The timestream sucked her in with the force of a whirlpool and it took all of Mika’s skill to keep the craft upright. By the time she spun out again she was trembling with exhaustion but wholly, fiercely alive.

It took her until dawn to reach land. There were no mechanical cargo lifters, no buildings of metal and glass in the hills. In fact, there were no buildings at all, and no docks, either. A long, thatch-roofed pavilion stood on the lonesome beach, still smoldering from a recent fire.

Mika had gone too far.

She didn’t stay in the Pre-Mendorian era for long. If the stories were true, these hills were controlled by competing warrior bands—territorial at best, cannibals at worst. Archaeologists and anthropologists were divided on the subject, and she didn’t care to investigate on their behalf.

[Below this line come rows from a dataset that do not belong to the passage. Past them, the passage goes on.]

//! Display-ready production reports.
//!
//! [`aggregate`] groups units by build turn and keeps a running production
//! total per party. Parties alternate, so even turns belong to the first
//! mover and odd turns to the second; each running total only counts units
//! owned by the party whose turn it was.
//!
//! [`production_ratios`] is the opening-analysis view: the share of each
//! unit type in a party's production, as a percentage string.

use std::collections::BTreeMap;

use serde::{Deserialize, Serialize};

use crate::cost::CostResolver;
use crate::error::{ReconError, Result};
use crate::registry::UnitRegistry;
use crate::roster::{Parity, Party, PartyId};
use crate::unit::{BuildTurn, Unit};

/// Day number shown for a turn index: two turns per day, starting at day 1.
#[must_use]
pub const fn display_day(turn: i64) -> i64 {
    turn.div_euclid(2) + 1
}

/// Build-turn bucket a unit is reported under.
#[derive(Debug, Clone, Copy, PartialEq, Eq, PartialOrd, Ord, Hash, Serialize, Deserialize)]
#[serde(tag = "kind", content = "turn", rename_all = "snake_case")]
pub enum GroupSlot {
    /// Existed before the match started.
    PreMatch,
    /// Built on this turn, observed or inferred.
    Turn(u32),
    /// Build turn could not be determined.
    Unplaced,
}

impl GroupSlot {
    /// Slot for a unit's build turn.
    #[must_use]
    pub const fn of(build_turn: Option<BuildTurn>) -> Self {
        match build_turn {
            None => Self::Unplaced,
            Some(BuildTurn::PreMatch | BuildTurn::InferredPreMatch) => Self::PreMatch,
            Some(BuildTurn::Observed(turn) | BuildTurn::Inferred(turn)) => Self::Turn(turn),
        }
    }

    /// Day shown for this slot. Pre-match units show as day 0.
    #[must_use]
    pub const fn display_day(&self) -> Option<i64> {
        match self {
            Self::PreMatch => Some(display_day(-1)),
            Self::Turn(turn) => Some(display_day(*turn as i64)),
            Self::Unplaced => None,
        }
    }
}

/// How a unit's build turn was established.
#[derive(Debug, Clone, Copy, PartialEq, Eq, Hash, Serialize, Deserialize)]
#[serde(rename_all = "snake_case")]
pub enum Evidence {
    /// Present at match start.
    PreMatch,
    /// Seen being built.
    Observed,
    /// Assigned by id ordering.
    Inferred,
    /// Unknown.
    Unplaced,
}

impl From<Option<BuildTurn>> for Evidence {
    fn from(build_turn: Option<BuildTurn>) -> Self {
        match build_turn {
            None => Self::Unplaced,
            Some(BuildTurn::PreMatch) => Self::PreMatch,
            Some(BuildTurn::Observed(_)) => Self::Observed,
            Some(BuildTurn::Inferred(_) | BuildTurn::InferredPreMatch) => Self::Inferred,
        }
    }
}

/// One unit line of a report.
#[derive(Debug, Clone, PartialEq, Eq, Serialize, Deserialize)]
pub struct UnitSummary {
    /// Unit id, or a `?turn.slot` label for unidentified placeholders.
    pub id: String,
    /// Type name, `"?"` if never revealed.
    pub type_name: String,
    /// Owner display name.
    pub owner: Option<String>,
    /// Production cost, from the service or the price table.
    pub cost: u32,
    /// `"<n>HP"`, `"DEAD"`, or `"?"`.
    pub status: String,
    /// How the build turn was established.
    pub evidence: Evidence,
}

impl UnitSummary {
    /// Summarize a unit record.
    #[must_use]
    pub fn new(unit: &Unit, costs: &CostResolver) -> Self {
        let type_name = unit.type_name.clone().unwrap_or_else(|| "?".to_string());
        Self {
            id: unit.key.to_string(),
            cost: costs.resolve(&type_name, unit.cost),
            type_name,
            owner: unit.owner_name.clone(),
            status: unit.status(),
            evidence: unit.build_turn.into(),
        }
    }
}

/// Units built on one turn, with the builder's running total.
#[derive(Debug, Clone, PartialEq, Eq, Serialize, Deserialize)]
pub struct DayGroup {
    /// Build-turn bucket.
    pub slot: GroupSlot,
    /// Day shown to the reader.
    pub display_day: Option<i64>,
    /// Party whose turn it was. Pre-match and unplaced groups have none.
    pub owner: Option<String>,
    /// Units in id order.
    pub units: Vec<UnitSummary>,
    /// Spend in this group. For turn groups only the owner's units count.
    pub spent: u64,
    /// Owner's cumulative spend up to and including this group.
    pub running_total: Option<u64>,
}

/// Whose production to include.
#[derive(Debug, Clone, Default, PartialEq, Eq, Serialize, Deserialize)]
pub enum ReportFilter {
    /// Both parties.
    #[default]
    All,
    /// Only the opponent of the named party.
    EnemyOf(String),
}

/// Ordered day groups, consumed once.
#[derive(Debug)]
pub struct DayGroups {
    inner: std::vec::IntoIter<DayGroup>,
}

impl Iterator for DayGroups {
    type Item = DayGroup;

    fn next(&mut self) -> Option<Self::Item> {
        self.inner.next()
    }

    fn size_hint(&self) -> (usize, Option<usize>) {
        self.inner.size_hint()
    }
}

impl ExactSizeIterator for DayGroups {}

/// Group units by build turn and compute each party's running spend.
///
/// # Errors
/// Returns [`ReconError::UnknownParty`] if the filter names a party that is
/// not in the roster.
pub fn aggregate(
    registry: &UnitRegistry,
    costs: &CostResolver,
    filter: &ReportFilter,
) -> Result<DayGroups> {
    let roster = registry.roster();
    let viewer: Option<&Party> = match filter {
        ReportFilter::All => None,
        ReportFilter::EnemyOf(name) => Some(
            roster
                .by_name(name)
                .ok_or_else(|| ReconError::UnknownParty(name.clone()))?,
        ),
    };

    let mut slots: BTreeMap<GroupSlot, Vec<&Unit>> = BTreeMap::new();
    for unit in registry.units() {
        slots
            .entry(GroupSlot::of(unit.build_turn))
            .or_default()
            .push(unit);
    }

    let mut totals: BTreeMap<PartyId, u64> = BTreeMap::new();
    let mut groups = Vec::with_capacity(slots.len());
    for (slot, mut units) in slots {
        let owner = match slot {
            GroupSlot::Turn(turn) => Some(roster.owner_of_parity(Parity::of(turn as i64))),
            GroupSlot::PreMatch | GroupSlot::Unplaced => None,
        };

        if let Some(viewer) = viewer {
            match owner {
                Some(owner) if owner.id == viewer.id => continue,
                Some(_) => {}
                None => units.retain(|unit| unit.owner != Some(viewer.id)),
            }
        }
        if units.is_empty() {
            continue;
        }

        let summaries: Vec<UnitSummary> = units
            .iter()
            .map(|unit| UnitSummary::new(unit, costs))
            .collect();
        let spent: u64 = units
            .iter()
            .zip(&summaries)
            .filter(|(unit, _)| owner.map_or(true, |owner| unit.owner == Some(owner.id)))
            .map(|(_, summary)| u64::from(summary.cost))
            .sum();
        let running_total = owner.map(|owner| {
            let total = totals.entry(owner.id).or_insert(0);
            *total += spent;
            *total
        });

        groups.push(DayGroup {
            slot,
            display_day: slot.display_day(),
            owner: owner.map(|owner| owner.name.clone()),
            units: summaries,
            spent,
            running_total,
        });
    }

    Ok(DayGroups {
        inner: groups.into_iter(),
    })
}

/// Options for [`production_ratios`].
#[derive(Debug, Clone, PartialEq, Eq, Serialize, Deserialize)]
pub struct RatioOptions {
    /// Only count this party's units.
    pub party: Option<PartyId>,
    /// Only count units built on or before this day.
    pub day_limit: Option<u32>,
    /// Unit types left out of the count, matched case-insensitively.
    pub excluded_types: Vec<String>,
}

impl Default for RatioOptions {
    fn default() -> Self {
        Self {
            party: None,
            day_limit: None,
            excluded_types: vec!["Infantry".to_string()],
        }
    }
}

/// Share of each unit type in production.
#[derive(Debug, Clone, Default, PartialEq, Eq, Serialize, Deserialize)]
pub struct RatioReport {
    /// Units counted per type.
    pub counts: BTreeMap<String, u32>,
    /// Units counted in total.
    pub total: u32,
    /// Percentage per type, e.g. `"33.33%"`.
    pub ratios: BTreeMap<String, String>,
}

/// Render a percentage rounded to two decimals with a trailing `%`.
/// Whole values keep one decimal: `50.0%`.
#[must_use]
pub fn format_percent(value: f64) -> String {
    let rounded = (value * 100.0).round() / 100.0;
    if rounded.fract() == 0.0 {
        format!("{rounded:.1}%")
    } else {
        format!("{rounded}%")
    }
}

/// Compute each unit type's share of production.
///
/// Only units built during the match count; pre-match, unplaced, and
/// placeholder records are skipped.
#[must_use]
pub fn production_ratios(registry: &UnitRegistry, options: &RatioOptions) -> RatioReport {
    let mut counts: BTreeMap<String, u32> = BTreeMap::new();
    for unit in registry.units() {
        let Some(turn) = unit.build_turn.and_then(|built| built.turn()) else {
            continue;
        };
        let Some(type_name) = unit.type_name.as_deref() else {
            continue;
        };
        if unit.is_placeholder()
            || options
                .excluded_types
                .iter()
                .any(|excluded| excluded.eq_ignore_ascii_case(type_name))
        {
            continue;
        }
        if options.party.is_some_and(|party| unit.owner != Some(party)) {
            continue;
        }
        if options
            .day_limit
            .is_some_and(|limit| display_day(turn as i64) > i64::from(limit))
        {
            continue;
        }
        *counts.entry(type_name.to_string()).or_default() += 1;
    }

    let total: u32 = counts.values().sum();
    let ratios = counts
        .iter()
        .map(|(name, count)| {
            let share = f64::from(*count) / f64::from(total) * 100.0;
            (name.clone(), format_percent(share))
        })
        .collect();

    RatioReport {
        counts,
        total,
        ratios,
    }
}

#[cfg(test)]
mod tests {
    use super::*;

    #[test]
    fn test_display_day() {
        assert_eq!(display_day(-1), 0);
        assert_eq!(display_day(0), 1);
        assert_eq!(display_day(1), 1);
        assert_eq!(display_day(2), 2);
        assert_eq!(display_day(7), 4);
    }

    #[test]
    fn test_slots_sort_pre_match_first_unplaced_last() {
        let mut slots = vec![
            GroupSlot::Unplaced,
            GroupSlot::Turn(3),
            GroupSlot::PreMatch,
            GroupSlot::Turn(0),
        ];
        slots.sort();
        assert_eq!(
            slots,
            vec![
                GroupSlot::PreMatch,
                GroupSlot::Turn(0),
                GroupSlot::Turn(3),
                GroupSlot::Unplaced
            ]
        );
        assert_eq!(GroupSlot::PreMatch.display_day(), Some(0));
        assert_eq!(GroupSlot::Unplaced.display_day(), None);
    }

    #[test]
    fn test_format_percent() {
        assert_eq!(format_percent(100.0 / 3.0), "33.33%");
        assert_eq!(format_percent(200.0 / 3.0), "66.67%");
        assert_eq!(format_percent(50.0), "50.0%");
        assert_eq!(format_percent(12.5), "12.5%");
    }

    #[test]
    fn test_evidence_from_build_turn() {
        assert_eq!(Evidence::from(None), Evidence::Unplaced);
        assert_eq!(Evidence::from(Some(BuildTurn::Inferred(2))), Evidence::Inferred);
        assert_eq!(Evidence::from(Some(BuildTurn::PreMatch)), Evidence::PreMatch);
        assert_eq!(
            Evidence::from(Some(BuildTurn::InferredPreMatch)),
            Evidence::Inferred
        );
        assert_eq!(
            GroupSlot::of(Some(BuildTurn::InferredPreMatch)),
            GroupSlot::PreMatch
        );
    }
}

At night there were lights to guide her, those strange phosphorescent blooms that lived in the midspace between eras, native to none. Sailing was trickier by day, when the glare of the sun blinded her against multicolored hints from the deep, but a good fisherwoman trusted her nose over her eyes. She knew the sharp herbal scents of drifting leviathans, the floral pockets of midspace cilia, the burnt-rubber sharks and the sour lemon sleepwhales.

Mika drifted back and forth along the coastline until she caught the scent of black tar under a hardboiled sun, and then she turned her boat west, toward the future.

The Year of the Bat, 1127. There were more ships in the air than ships in the water, but as soon as Mika touched the beach, there were customers waiting, as always. Their food packaging was nearly as incomprehensible as their slang.